I've come across quite a few libraries using marker unit structs and would like to clarify their usage. Take petgraph, for example;
/// Marker type for a directed graph.
#[derive(Clone, Copy, Debug)]
pub enum Directed {}
/// Marker type for an undirected graph.
#[derive(Clone, Copy, Debug)]
pub enum Undirected {}
When specifying the type of graph, e.g. graph::<u32, u32, Directed>new(), we use one of these types (or just use an alias or method that specifies the type). I have a few questions about this design:
Couldn't the same functionality be gained by passing and storing an enum in the type? E.g. GraphType? My assumption is that this avoids match statements everywhere, avoids storing an enum, and ensures traits are implemented only for the specific type of graph. Is that correct?
What are some cases where this would be preferred over passing an enum? (Trait implementations as mentioned above?).
Is there any reason they chose an enum rather than a struct?
It makes me a little uneasy creating unit structs which, in some way, provide a similar functionality to enums, however perhaps make it more difficult to understand which variants of a type are available (e.g. Is there another type of graph that the documents failed to mention? I'm sure there isn't, but to be sure, wouldn't I need to dig through trait implementations just to make sure? As opposed to an enum, which is very explicit about variants. For the above, I'm aware that a GraphType trait could be implemented to constrain the exact unit types that could be passed in, but I find it's still making things much more complicated.
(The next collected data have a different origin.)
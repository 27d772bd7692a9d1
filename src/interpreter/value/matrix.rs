use crate::{error::RuntimeError, interpreter::evaluator::core::EvalResult, util::num::usize_to_i64};

/// Pivot magnitude below which a matrix is treated as singular during
/// inversion. Part of the language contract.
pub const PIVOT_TOLERANCE: f64 = 1e-10;

/// A dense 2-D matrix of 64-bit floats, stored row-major.
///
/// Matrices are value types: copies are deep, and every operation produces a
/// fresh matrix. The `0 × 0` matrix is valid and is what the literal `[]`
/// evaluates to.
#[derive(Debug, Clone, PartialEq)]
pub struct Matrix {
    rows: usize,
    cols: usize,
    data: Vec<f64>,
}

impl Matrix {
    /// Creates a `rows × cols` matrix filled with `value`.
    #[must_use]
    pub fn filled(rows: usize, cols: usize, value: f64) -> Self {
        Self { rows,
               cols,
               data: vec![value; rows * cols] }
    }

    /// Creates a `rows × cols` matrix of zeros.
    #[must_use]
    pub fn zeros(rows: usize, cols: usize) -> Self {
        Self::filled(rows, cols, 0.0)
    }

    /// Creates the `n × n` identity matrix.
    ///
    /// # Example
    /// ```
    /// use dakota::interpreter::value::Matrix;
    ///
    /// let eye = Matrix::identity(2);
    /// assert_eq!(eye.get(0, 0), 1.0);
    /// assert_eq!(eye.get(0, 1), 0.0);
    /// ```
    #[must_use]
    pub fn identity(n: usize) -> Self {
        let mut matrix = Self::zeros(n, n);
        for i in 0..n {
            matrix.set(i, i, 1.0);
        }
        matrix
    }

    /// Creates a matrix from row-major element data.
    ///
    /// Returns `None` when the element count does not equal `rows × cols`.
    #[must_use]
    pub fn from_data(rows: usize, cols: usize, data: Vec<f64>) -> Option<Self> {
        if data.len() != rows * cols {
            return None;
        }
        Some(Self { rows, cols, data })
    }

    /// Creates a single-row matrix from a slice.
    #[must_use]
    pub fn from_row(values: &[f64]) -> Self {
        Self { rows: 1,
               cols: values.len(),
               data: values.to_vec(), }
    }

    /// Creates a single-column matrix, one value per row.
    #[must_use]
    pub fn column(values: Vec<f64>) -> Self {
        Self { rows: values.len(),
               cols: 1,
               data: values, }
    }

    /// Number of rows.
    #[must_use]
    pub const fn rows(&self) -> usize {
        self.rows
    }

    /// Number of columns.
    #[must_use]
    pub const fn cols(&self) -> usize {
        self.cols
    }

    /// Returns `true` for the `0 × 0` matrix.
    #[must_use]
    pub const fn is_empty(&self) -> bool {
        self.rows == 0
    }

    /// Reads the element at `(row, col)`. Out-of-range reads yield `0.0`;
    /// callers validate indices beforehand.
    #[must_use]
    pub fn get(&self, row: usize, col: usize) -> f64 {
        self.data.get(row * self.cols + col).copied().unwrap_or(0.0)
    }

    /// Writes the element at `(row, col)`. Out-of-range writes are ignored.
    pub fn set(&mut self, row: usize, col: usize, value: f64) {
        if let Some(slot) = self.data.get_mut(row * self.cols + col) {
            *slot = value;
        }
    }

    /// Extracts row `index` as a single-row matrix.
    ///
    /// # Errors
    /// Returns [`RuntimeError::IndexOutOfBounds`] when `index` does not name
    /// a row.
    pub fn row(&self, index: i64) -> EvalResult<Self> {
        let row = usize::try_from(index).ok()
                                        .filter(|&r| r < self.rows)
                                        .ok_or(RuntimeError::IndexOutOfBounds { index,
                                                                                rows: self.rows })?;

        let start = row * self.cols;
        Ok(Self::from_row(&self.data[start..start + self.cols]))
    }

    /// Applies `f` to every element, producing a new matrix.
    #[must_use]
    pub fn map(&self, f: impl Fn(f64) -> f64) -> Self {
        Self { rows: self.rows,
               cols: self.cols,
               data: self.data.iter().map(|&x| f(x)).collect(), }
    }

    /// Combines two matrices elementwise with `f`.
    ///
    /// # Errors
    /// Returns [`RuntimeError::DimensionMismatch`] when the shapes differ.
    pub fn zip(&self, other: &Self, operation: &str, f: impl Fn(f64, f64) -> f64)
               -> EvalResult<Self> {
        if self.rows != other.rows || self.cols != other.cols {
            return Err(RuntimeError::DimensionMismatch { operation: operation.to_string() });
        }

        let data = self.data
                       .iter()
                       .zip(&other.data)
                       .map(|(&a, &b)| f(a, b))
                       .collect();
        Ok(Self { rows: self.rows,
                  cols: self.cols,
                  data })
    }

    /// Computes the matrix product `self × other`.
    ///
    /// # Errors
    /// Returns [`RuntimeError::DimensionMismatch`] when the inner dimensions
    /// do not agree.
    ///
    /// # Example
    /// ```
    /// use dakota::interpreter::value::Matrix;
    ///
    /// let a = Matrix::from_data(2, 2, vec![1.0, 2.0, 3.0, 4.0]).unwrap();
    /// let b = Matrix::identity(2);
    ///
    /// assert_eq!(a.multiply(&b).unwrap(), a);
    /// ```
    pub fn multiply(&self, other: &Self) -> EvalResult<Self> {
        if self.cols != other.rows {
            return Err(RuntimeError::DimensionMismatch { operation:
                                                             "multiplication".to_string(), });
        }

        let mut result = Self::zeros(self.rows, other.cols);
        for i in 0..self.rows {
            for j in 0..other.cols {
                let mut sum = 0.0;
                for k in 0..self.cols {
                    sum += self.get(i, k) * other.get(k, j);
                }
                result.set(i, j, sum);
            }
        }

        Ok(result)
    }

    /// Produces the transpose.
    #[must_use]
    pub fn transpose(&self) -> Self {
        let mut result = Self::zeros(self.cols, self.rows);
        for i in 0..self.rows {
            for j in 0..self.cols {
                result.set(j, i, self.get(i, j));
            }
        }
        result
    }

    /// Computes the determinant by recursive Laplace expansion along the
    /// first row.
    ///
    /// # Errors
    /// Returns [`RuntimeError::NonSquareMatrix`] for non-square input.
    pub fn determinant(&self) -> EvalResult<f64> {
        if self.rows != self.cols {
            return Err(RuntimeError::NonSquareMatrix { operation: "Determinant".to_string() });
        }

        Ok(self.determinant_unchecked())
    }

    fn determinant_unchecked(&self) -> f64 {
        let n = self.rows;
        match n {
            0 => 1.0,
            1 => self.get(0, 0),
            2 => self.get(0, 0) * self.get(1, 1) - self.get(0, 1) * self.get(1, 0),
            _ => {
                let mut det = 0.0;
                for j in 0..n {
                    let sign = if j % 2 == 0 { 1.0 } else { -1.0 };
                    det += sign * self.get(0, j) * self.minor(0, j).determinant_unchecked();
                }
                det
            },
        }
    }

    /// Builds the submatrix with `row` and `col` removed.
    fn minor(&self, row: usize, col: usize) -> Self {
        let n = self.rows;
        let mut data = Vec::with_capacity((n - 1) * (n - 1));

        for i in 0..n {
            if i == row {
                continue;
            }
            for j in 0..n {
                if j == col {
                    continue;
                }
                data.push(self.get(i, j));
            }
        }

        Self { rows: n - 1,
               cols: n - 1,
               data }
    }

    /// Computes the inverse by Gauss–Jordan elimination with partial
    /// pivoting.
    ///
    /// # Errors
    /// - [`RuntimeError::NonSquareMatrix`] for non-square input.
    /// - [`RuntimeError::SingularMatrix`] when a pivot's magnitude falls
    ///   below [`PIVOT_TOLERANCE`].
    pub fn inverse(&self) -> EvalResult<Self> {
        if self.rows != self.cols {
            return Err(RuntimeError::NonSquareMatrix { operation: "Inverse".to_string() });
        }

        let n = self.rows;
        let mut augmented = Self::zeros(n, 2 * n);
        for i in 0..n {
            for j in 0..n {
                augmented.set(i, j, self.get(i, j));
            }
            augmented.set(i, i + n, 1.0);
        }

        for i in 0..n {
            let mut pivot_row = i;
            for k in i + 1..n {
                if augmented.get(k, i).abs() > augmented.get(pivot_row, i).abs() {
                    pivot_row = k;
                }
            }

            if augmented.get(pivot_row, i).abs() < PIVOT_TOLERANCE {
                return Err(RuntimeError::SingularMatrix);
            }

            if pivot_row != i {
                for j in 0..2 * n {
                    let upper = augmented.get(i, j);
                    let lower = augmented.get(pivot_row, j);
                    augmented.set(i, j, lower);
                    augmented.set(pivot_row, j, upper);
                }
            }

            let pivot = augmented.get(i, i);
            for j in 0..2 * n {
                augmented.set(i, j, augmented.get(i, j) / pivot);
            }

            for k in 0..n {
                if k == i {
                    continue;
                }
                let factor = augmented.get(k, i);
                for j in 0..2 * n {
                    let value = augmented.get(k, j) - factor * augmented.get(i, j);
                    augmented.set(k, j, value);
                }
            }
        }

        let mut result = Self::zeros(n, n);
        for i in 0..n {
            for j in 0..n {
                result.set(i, j, augmented.get(i, j + n));
            }
        }

        Ok(result)
    }

    /// Number of rows as a language-level integer, for `len()`.
    #[must_use]
    pub fn len(&self) -> i64 {
        usize_to_i64(self.rows)
    }
}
The big difference between this and using an enum to specify the graph type is that this is statically-known at compile time. Among other things, this means that the library can issue a compile error instead of a runtime error if you try to perform an operation that doesn't make sense for the graph type.
There is no way to construct an enum that has no variants, so there's no question of whether you should ever instantiate one or not.
Just an example for what cool stuff you can do with statically knowing whether your graph is directed or undirected (what @2e71828 described above)—what you can't do with passing an enum—is implementing methods only for directed or undirected graphs:
use std::marker::PhantomData;
/// Marker type for a directed graph.
#[derive(Clone, Copy, Debug)]
pub struct Directed;
/// Marker type for an undirected graph.
#[derive(Clone, Copy, Debug)]
pub struct Undirected;
struct Graph<Ty> {
ty: PhantomData<Ty>,
}
impl Graph<Directed> {
fn method_only_sensible_for_directed_graphs(&self) {
todo!();
}
}
impl Graph<Undirected> {
fn method_only_sensible_for_undirected_graphs(&self) {
todo!();
}
}
It's also possible (via a trait implemented for the markers) to actually change the data (the types of fields or methods) based on what marker was chosen. For your graph example, there could be an Edge struct which stores a direction field which is an enum Direction { Forward, Reverse } for Directed, or () for Undirected. This avoids storing unnecessary data, and would be impossible to do with mere run-time checks — the size of a struct can't depend on run-time data.